[Your assignment]
From the entries that follow, copy exactly the lines beginning at the line holding "repository a984dc36f5bf58cb" and continuing through the line holding "String, secs: u64".

[Exercise inputs]

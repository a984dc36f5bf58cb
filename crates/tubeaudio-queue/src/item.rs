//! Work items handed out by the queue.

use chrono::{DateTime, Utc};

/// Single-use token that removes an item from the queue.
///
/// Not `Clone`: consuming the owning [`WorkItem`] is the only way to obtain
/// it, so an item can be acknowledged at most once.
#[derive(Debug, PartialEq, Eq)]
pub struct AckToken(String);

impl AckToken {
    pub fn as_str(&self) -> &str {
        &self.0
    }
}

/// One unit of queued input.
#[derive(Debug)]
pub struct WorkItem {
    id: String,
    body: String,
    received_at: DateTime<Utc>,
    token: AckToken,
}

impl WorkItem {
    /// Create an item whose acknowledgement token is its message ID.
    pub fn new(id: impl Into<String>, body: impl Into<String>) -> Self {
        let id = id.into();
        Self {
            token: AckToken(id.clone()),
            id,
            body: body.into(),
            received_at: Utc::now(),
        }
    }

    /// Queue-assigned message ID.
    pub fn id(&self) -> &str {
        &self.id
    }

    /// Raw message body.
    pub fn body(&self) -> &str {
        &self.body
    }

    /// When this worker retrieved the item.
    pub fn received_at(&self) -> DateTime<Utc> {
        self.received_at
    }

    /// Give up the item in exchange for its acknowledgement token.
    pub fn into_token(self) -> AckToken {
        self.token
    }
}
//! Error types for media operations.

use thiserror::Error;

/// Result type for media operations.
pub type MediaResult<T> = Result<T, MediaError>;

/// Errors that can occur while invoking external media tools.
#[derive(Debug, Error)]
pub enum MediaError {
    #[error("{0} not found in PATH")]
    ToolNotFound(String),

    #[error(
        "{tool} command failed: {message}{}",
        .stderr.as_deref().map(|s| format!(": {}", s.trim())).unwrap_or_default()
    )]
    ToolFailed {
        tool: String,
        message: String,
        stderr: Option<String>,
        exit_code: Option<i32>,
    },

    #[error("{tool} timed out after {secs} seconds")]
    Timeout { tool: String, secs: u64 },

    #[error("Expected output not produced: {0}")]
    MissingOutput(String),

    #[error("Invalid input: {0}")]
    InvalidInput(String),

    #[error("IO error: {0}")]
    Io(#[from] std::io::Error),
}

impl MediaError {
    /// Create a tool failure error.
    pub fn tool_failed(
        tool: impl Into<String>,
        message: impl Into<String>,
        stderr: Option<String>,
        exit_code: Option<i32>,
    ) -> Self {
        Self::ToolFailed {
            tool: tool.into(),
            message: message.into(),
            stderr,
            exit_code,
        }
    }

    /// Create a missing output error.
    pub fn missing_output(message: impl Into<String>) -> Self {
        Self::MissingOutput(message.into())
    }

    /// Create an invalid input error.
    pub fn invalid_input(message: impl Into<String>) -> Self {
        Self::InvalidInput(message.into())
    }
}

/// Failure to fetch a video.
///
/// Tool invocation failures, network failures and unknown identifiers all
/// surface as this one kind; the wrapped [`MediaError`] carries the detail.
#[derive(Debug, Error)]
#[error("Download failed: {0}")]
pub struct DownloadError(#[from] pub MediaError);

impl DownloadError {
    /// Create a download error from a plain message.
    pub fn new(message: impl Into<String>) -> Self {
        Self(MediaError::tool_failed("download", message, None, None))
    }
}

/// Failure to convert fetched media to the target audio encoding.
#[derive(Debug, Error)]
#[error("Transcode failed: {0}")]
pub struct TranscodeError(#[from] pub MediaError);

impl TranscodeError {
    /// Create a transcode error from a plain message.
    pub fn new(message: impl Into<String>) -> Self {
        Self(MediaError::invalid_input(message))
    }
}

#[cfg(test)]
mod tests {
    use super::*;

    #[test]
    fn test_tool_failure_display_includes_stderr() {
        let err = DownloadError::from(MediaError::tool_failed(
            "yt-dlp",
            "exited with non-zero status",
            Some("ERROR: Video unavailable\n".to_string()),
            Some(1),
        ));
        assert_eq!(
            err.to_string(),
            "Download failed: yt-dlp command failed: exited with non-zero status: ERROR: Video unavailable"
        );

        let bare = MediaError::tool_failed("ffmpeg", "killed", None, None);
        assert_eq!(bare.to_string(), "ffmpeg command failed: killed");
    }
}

---

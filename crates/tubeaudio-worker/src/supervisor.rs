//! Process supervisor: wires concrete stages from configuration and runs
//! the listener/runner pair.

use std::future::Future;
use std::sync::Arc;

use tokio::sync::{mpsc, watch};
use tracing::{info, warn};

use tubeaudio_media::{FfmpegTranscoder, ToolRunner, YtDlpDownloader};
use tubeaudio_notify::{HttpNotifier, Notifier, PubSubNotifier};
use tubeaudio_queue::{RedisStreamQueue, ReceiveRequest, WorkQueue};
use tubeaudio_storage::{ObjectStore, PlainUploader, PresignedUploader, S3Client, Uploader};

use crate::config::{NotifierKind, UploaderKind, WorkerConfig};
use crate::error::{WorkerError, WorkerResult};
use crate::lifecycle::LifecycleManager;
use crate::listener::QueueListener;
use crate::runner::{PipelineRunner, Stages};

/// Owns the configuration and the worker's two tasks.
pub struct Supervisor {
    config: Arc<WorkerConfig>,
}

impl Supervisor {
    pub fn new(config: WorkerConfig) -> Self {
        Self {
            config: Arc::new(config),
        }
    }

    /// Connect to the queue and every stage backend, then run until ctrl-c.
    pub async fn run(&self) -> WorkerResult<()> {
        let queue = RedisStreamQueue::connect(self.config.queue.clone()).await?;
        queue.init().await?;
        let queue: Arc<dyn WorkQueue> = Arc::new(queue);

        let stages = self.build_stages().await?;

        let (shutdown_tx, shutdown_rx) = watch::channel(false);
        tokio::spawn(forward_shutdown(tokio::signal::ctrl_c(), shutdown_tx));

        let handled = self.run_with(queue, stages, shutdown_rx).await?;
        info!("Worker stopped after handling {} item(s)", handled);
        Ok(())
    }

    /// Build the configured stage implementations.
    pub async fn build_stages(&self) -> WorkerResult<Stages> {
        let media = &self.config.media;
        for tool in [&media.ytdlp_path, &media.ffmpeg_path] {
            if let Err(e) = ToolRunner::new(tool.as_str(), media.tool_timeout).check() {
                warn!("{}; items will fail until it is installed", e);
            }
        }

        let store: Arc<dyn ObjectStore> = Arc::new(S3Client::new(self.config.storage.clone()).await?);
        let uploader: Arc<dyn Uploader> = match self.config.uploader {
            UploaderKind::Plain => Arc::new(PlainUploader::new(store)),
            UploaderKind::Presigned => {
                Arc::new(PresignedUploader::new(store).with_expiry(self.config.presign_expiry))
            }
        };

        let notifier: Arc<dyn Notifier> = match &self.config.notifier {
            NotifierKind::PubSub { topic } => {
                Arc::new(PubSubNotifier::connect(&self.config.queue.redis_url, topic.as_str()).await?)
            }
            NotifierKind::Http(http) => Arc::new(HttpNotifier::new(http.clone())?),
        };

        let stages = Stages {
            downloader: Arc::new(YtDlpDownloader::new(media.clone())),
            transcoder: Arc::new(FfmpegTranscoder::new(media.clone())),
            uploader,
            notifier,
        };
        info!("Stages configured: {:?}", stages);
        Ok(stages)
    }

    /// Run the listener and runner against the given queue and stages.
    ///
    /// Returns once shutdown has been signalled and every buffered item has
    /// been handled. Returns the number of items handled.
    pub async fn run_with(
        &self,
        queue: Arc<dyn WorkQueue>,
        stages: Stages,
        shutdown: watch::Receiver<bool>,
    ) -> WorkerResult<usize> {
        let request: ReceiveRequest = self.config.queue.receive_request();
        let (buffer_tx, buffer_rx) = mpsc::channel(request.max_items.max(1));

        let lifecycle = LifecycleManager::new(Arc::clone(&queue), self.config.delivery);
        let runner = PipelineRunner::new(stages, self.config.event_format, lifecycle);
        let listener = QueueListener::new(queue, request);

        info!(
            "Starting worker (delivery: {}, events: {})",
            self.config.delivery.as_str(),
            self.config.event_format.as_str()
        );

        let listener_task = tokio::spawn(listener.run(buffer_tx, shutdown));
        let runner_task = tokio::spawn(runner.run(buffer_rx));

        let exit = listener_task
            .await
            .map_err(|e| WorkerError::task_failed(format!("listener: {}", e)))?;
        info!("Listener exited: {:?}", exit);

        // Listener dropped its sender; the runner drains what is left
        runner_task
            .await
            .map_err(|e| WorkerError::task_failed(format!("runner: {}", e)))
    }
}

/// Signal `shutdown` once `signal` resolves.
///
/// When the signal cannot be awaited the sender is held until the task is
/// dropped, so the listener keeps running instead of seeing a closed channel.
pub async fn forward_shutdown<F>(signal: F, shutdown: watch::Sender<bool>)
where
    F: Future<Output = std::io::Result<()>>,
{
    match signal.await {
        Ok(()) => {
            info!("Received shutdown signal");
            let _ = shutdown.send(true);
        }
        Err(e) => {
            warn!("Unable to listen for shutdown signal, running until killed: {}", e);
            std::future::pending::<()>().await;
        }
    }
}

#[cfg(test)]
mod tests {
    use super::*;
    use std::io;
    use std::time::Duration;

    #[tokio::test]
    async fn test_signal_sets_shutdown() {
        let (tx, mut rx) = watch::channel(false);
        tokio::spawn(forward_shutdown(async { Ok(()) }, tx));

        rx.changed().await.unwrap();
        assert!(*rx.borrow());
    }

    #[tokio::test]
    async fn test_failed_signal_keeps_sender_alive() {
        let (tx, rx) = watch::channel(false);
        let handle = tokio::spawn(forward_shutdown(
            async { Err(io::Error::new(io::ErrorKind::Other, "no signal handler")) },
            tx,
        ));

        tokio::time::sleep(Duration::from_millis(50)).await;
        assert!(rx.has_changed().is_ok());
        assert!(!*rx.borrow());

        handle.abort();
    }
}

[Output of the task]
repository a984dc36f5bf58cb
filename crates/tubeaudio-queue/src/item.rs
//! Work items handed out by the queue.

use chrono::{DateTime, Utc};

/// Single-use token that removes an item from the queue.
///
/// Not `Clone`: consuming the owning [`WorkItem`] is the only way to obtain
/// it, so an item can be acknowledged at most once.
#[derive(Debug, PartialEq, Eq)]
pub struct AckToken(String);

impl AckToken {
    pub fn as_str(&self) -> &str {
        &self.0
    }
}

/// One unit of queued input.
#[derive(Debug)]
pub struct WorkItem {
    id: String,
    body: String,
    received_at: DateTime<Utc>,
    token: AckToken,
}

impl WorkItem {
    /// Create an item whose acknowledgement token is its message ID.
    pub fn new(id: impl Into<String>, body: impl Into<String>) -> Self {
        let id = id.into();
        Self {
            token: AckToken(id.clone()),
            id,
            body: body.into(),
            received_at: Utc::now(),
        }
    }

    /// Queue-assigned message ID.
    pub fn id(&self) -> &str {
        &self.id
    }

    /// Raw message body.
    pub fn body(&self) -> &str {
        &self.body
    }

    /// When this worker retrieved the item.
    pub fn received_at(&self) -> DateTime<Utc> {
        self.received_at
    }

    /// Give up the item in exchange for its acknowledgement token.
    pub fn into_token(self) -> AckToken {
        self.token
    }
}
//! Error types for media operations.

use thiserror::Error;

/// Result type for media operations.
pub type MediaResult<T> = Result<T, MediaError>;

/// Errors that can occur while invoking external media tools.
#[derive(Debug, Error)]
pub enum MediaError {
    #[error("{0} not found in PATH")]
    ToolNotFound(String),

    #[error(
        "{tool} command failed: {message}{}",
        .stderr.as_deref().map(|s| format!(": {}", s.trim())).unwrap_or_default()
    )]
    ToolFailed {
        tool: String,
        message: String,
        stderr: Option<String>,
        exit_code: Option<i32>,
    },

    #[error("{tool} timed out after {secs} seconds")]
    Timeout { tool: String, secs: u64 },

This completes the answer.